▶ [Data listing]:
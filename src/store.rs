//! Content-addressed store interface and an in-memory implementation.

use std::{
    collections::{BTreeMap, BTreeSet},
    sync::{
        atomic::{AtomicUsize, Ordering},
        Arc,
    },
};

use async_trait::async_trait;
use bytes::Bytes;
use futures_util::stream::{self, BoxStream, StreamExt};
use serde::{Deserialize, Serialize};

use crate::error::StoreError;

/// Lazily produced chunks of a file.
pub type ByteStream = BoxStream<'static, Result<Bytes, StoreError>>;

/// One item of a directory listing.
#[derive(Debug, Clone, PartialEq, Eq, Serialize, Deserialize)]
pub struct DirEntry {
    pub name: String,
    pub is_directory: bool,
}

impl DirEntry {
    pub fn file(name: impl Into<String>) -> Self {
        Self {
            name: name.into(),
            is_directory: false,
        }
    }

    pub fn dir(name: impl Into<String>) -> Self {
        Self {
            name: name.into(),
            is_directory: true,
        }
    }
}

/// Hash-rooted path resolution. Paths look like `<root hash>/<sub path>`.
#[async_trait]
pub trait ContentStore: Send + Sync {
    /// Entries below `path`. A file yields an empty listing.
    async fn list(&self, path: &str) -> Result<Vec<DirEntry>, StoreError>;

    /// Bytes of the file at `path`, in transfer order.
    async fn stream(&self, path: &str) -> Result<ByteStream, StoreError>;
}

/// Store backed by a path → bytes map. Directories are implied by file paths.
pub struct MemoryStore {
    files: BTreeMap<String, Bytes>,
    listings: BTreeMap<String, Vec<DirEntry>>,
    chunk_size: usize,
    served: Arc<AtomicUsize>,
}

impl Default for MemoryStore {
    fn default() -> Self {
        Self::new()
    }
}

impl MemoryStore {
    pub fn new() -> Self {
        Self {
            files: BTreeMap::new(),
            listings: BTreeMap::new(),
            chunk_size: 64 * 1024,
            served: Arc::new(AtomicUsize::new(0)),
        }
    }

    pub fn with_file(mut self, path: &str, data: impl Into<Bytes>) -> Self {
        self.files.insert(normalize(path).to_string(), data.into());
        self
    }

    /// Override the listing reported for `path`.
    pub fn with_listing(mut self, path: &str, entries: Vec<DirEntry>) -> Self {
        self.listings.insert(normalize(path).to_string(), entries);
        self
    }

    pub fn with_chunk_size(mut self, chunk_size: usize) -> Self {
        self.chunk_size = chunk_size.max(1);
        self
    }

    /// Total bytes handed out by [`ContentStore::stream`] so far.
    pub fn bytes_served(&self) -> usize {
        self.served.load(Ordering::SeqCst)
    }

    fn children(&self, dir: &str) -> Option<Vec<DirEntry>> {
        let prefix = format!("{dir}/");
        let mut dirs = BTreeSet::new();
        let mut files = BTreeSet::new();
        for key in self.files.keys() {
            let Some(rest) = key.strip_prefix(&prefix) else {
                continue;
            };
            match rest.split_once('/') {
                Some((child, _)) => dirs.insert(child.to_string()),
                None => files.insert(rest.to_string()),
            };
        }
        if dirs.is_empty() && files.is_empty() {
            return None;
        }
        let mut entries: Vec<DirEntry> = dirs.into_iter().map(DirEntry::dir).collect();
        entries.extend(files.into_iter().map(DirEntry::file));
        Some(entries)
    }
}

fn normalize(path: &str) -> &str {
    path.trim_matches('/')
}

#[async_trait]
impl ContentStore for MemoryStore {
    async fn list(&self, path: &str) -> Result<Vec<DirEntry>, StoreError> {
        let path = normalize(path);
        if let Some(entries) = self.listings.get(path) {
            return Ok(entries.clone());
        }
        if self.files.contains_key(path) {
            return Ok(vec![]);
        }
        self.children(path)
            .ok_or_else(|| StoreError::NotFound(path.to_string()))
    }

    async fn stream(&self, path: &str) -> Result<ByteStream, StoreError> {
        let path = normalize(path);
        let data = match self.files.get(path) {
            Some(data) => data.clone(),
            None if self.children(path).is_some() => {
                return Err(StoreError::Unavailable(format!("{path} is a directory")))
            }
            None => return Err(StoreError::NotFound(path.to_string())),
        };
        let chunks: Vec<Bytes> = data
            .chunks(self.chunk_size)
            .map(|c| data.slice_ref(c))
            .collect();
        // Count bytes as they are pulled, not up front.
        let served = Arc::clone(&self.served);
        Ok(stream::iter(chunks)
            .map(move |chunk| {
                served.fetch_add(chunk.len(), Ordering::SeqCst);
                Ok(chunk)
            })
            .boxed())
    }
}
* * *
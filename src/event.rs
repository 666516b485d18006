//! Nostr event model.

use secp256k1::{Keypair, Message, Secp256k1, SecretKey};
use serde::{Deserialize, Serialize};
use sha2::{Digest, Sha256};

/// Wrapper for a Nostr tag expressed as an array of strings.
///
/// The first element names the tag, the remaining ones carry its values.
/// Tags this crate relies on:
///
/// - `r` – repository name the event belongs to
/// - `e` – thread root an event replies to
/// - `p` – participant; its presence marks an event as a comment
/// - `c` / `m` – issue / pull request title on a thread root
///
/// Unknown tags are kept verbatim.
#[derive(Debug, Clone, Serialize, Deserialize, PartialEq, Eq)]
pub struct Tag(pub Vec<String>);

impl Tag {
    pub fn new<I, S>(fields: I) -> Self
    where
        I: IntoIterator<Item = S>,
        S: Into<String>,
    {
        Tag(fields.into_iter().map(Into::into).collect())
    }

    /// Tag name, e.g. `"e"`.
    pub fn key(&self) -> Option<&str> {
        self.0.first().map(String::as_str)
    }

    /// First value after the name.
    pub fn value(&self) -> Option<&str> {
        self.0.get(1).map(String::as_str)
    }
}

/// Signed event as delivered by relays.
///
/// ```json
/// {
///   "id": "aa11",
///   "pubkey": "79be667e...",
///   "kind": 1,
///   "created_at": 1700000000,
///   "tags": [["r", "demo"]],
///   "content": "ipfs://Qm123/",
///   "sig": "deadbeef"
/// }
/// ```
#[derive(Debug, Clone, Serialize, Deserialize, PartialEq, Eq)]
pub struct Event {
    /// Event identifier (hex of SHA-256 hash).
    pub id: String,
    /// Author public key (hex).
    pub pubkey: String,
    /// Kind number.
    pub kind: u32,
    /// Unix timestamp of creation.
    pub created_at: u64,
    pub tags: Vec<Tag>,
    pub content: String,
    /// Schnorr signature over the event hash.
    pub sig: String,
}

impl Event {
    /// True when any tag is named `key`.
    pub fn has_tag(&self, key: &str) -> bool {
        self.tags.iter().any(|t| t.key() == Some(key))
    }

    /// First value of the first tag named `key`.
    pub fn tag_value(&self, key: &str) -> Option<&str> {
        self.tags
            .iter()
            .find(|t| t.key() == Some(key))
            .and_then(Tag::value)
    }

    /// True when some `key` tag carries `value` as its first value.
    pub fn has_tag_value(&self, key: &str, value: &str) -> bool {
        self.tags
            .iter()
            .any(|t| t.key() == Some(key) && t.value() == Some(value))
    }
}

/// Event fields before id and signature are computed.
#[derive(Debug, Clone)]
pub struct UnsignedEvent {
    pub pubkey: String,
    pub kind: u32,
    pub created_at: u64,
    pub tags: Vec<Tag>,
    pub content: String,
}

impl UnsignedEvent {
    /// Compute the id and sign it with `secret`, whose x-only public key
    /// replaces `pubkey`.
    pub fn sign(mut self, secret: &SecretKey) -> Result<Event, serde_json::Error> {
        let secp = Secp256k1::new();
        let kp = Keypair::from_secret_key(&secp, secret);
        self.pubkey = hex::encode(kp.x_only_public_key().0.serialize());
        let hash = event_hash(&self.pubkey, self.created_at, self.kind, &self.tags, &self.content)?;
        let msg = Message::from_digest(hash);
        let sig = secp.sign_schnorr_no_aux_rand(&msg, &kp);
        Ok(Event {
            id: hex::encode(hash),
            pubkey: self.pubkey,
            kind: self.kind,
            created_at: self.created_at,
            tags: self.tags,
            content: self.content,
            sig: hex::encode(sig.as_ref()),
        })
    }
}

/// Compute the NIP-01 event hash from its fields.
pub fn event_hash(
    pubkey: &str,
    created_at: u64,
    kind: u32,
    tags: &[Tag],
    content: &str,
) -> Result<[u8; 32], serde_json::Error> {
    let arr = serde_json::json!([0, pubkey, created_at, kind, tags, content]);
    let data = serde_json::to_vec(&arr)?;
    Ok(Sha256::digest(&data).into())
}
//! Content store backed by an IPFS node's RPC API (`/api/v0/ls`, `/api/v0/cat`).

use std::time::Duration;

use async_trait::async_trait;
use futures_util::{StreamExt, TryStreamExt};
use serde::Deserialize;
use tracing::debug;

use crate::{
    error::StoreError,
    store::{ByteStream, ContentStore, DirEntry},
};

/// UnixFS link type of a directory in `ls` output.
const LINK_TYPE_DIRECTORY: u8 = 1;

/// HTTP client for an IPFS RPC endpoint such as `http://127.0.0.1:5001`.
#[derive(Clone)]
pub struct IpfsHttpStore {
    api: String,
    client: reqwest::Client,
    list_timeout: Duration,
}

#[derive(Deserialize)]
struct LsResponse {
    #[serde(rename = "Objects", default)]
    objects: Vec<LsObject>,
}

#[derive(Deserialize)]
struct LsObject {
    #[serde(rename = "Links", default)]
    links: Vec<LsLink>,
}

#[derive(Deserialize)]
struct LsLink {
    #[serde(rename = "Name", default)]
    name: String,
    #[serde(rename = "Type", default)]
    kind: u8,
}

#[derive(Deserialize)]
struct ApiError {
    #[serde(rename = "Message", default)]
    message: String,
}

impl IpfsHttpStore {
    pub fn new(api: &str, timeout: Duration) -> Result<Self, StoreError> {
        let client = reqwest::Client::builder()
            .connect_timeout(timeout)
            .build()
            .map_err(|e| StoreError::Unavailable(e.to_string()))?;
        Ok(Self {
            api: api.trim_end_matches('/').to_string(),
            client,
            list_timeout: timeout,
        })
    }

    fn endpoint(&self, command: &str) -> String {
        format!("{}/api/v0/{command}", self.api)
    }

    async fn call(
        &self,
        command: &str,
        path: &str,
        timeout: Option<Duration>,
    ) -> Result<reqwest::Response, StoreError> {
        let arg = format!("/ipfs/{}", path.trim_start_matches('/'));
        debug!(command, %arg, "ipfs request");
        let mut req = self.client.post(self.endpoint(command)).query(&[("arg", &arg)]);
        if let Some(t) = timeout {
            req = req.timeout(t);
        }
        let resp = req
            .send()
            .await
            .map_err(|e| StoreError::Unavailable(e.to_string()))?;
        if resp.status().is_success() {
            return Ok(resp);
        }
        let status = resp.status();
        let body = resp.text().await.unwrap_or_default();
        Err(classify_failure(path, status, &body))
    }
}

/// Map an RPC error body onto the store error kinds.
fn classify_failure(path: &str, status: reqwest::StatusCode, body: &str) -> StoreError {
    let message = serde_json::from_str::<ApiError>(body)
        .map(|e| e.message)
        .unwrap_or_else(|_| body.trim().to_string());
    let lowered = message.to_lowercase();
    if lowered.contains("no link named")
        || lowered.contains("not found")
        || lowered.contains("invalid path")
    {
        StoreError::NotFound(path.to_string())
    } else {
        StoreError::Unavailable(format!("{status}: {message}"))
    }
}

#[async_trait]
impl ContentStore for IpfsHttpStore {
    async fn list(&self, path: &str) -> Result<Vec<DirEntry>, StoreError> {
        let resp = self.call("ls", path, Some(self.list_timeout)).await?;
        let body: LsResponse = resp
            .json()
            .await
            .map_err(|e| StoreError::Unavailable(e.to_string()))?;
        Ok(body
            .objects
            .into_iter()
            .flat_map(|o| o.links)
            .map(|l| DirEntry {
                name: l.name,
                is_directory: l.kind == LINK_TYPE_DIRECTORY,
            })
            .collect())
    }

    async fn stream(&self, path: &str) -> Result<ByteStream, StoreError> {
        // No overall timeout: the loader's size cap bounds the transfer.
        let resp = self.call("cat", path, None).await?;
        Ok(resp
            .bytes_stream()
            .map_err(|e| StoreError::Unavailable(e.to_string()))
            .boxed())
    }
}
--
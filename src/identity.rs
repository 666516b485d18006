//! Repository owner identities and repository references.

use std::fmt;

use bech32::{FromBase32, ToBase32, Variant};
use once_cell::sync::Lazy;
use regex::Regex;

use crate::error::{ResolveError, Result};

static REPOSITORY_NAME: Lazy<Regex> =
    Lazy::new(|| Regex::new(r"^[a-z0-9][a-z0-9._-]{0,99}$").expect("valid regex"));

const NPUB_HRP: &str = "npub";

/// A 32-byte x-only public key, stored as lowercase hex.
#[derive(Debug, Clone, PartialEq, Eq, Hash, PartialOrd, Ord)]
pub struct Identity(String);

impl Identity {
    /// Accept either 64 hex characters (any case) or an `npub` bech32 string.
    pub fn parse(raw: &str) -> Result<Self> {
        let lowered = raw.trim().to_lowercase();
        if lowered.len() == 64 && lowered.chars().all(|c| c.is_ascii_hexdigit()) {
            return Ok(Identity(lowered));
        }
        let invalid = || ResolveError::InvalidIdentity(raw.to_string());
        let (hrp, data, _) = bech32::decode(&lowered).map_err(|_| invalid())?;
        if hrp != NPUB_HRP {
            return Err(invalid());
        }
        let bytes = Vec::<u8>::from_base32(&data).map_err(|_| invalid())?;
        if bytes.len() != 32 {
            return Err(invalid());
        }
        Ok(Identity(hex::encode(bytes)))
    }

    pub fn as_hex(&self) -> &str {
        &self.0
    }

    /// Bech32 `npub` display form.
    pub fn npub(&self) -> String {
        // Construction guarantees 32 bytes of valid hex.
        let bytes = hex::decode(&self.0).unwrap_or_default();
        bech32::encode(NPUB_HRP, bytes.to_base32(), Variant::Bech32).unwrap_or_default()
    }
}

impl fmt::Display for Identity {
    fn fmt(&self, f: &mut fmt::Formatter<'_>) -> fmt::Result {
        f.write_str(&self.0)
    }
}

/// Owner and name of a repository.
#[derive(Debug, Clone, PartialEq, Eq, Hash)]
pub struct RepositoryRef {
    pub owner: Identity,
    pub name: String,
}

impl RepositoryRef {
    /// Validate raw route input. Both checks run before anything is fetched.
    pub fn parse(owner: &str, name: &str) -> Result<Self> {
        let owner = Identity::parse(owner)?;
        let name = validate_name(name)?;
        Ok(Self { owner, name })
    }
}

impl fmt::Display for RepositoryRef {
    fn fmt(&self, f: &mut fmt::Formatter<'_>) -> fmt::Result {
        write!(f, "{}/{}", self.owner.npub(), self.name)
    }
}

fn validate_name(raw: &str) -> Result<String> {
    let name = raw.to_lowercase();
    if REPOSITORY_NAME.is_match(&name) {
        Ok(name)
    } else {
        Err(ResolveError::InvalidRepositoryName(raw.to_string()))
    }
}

▶ [Required action]: All lines above between those holding "filename src/store.rs" and "chunks of a file.", inclusive, must be set down unchanged, and no other line may be included.

▶ [Result]:
filename src/store.rs
//! Content-addressed store interface and an in-memory implementation.

use std::{
    collections::{BTreeMap, BTreeSet},
    sync::{
        atomic::{AtomicUsize, Ordering},
        Arc,
    },
};

use async_trait::async_trait;
use bytes::Bytes;
use futures_util::stream::{self, BoxStream, StreamExt};
use serde::{Deserialize, Serialize};

use crate::error::StoreError;

/// Lazily produced chunks of a file.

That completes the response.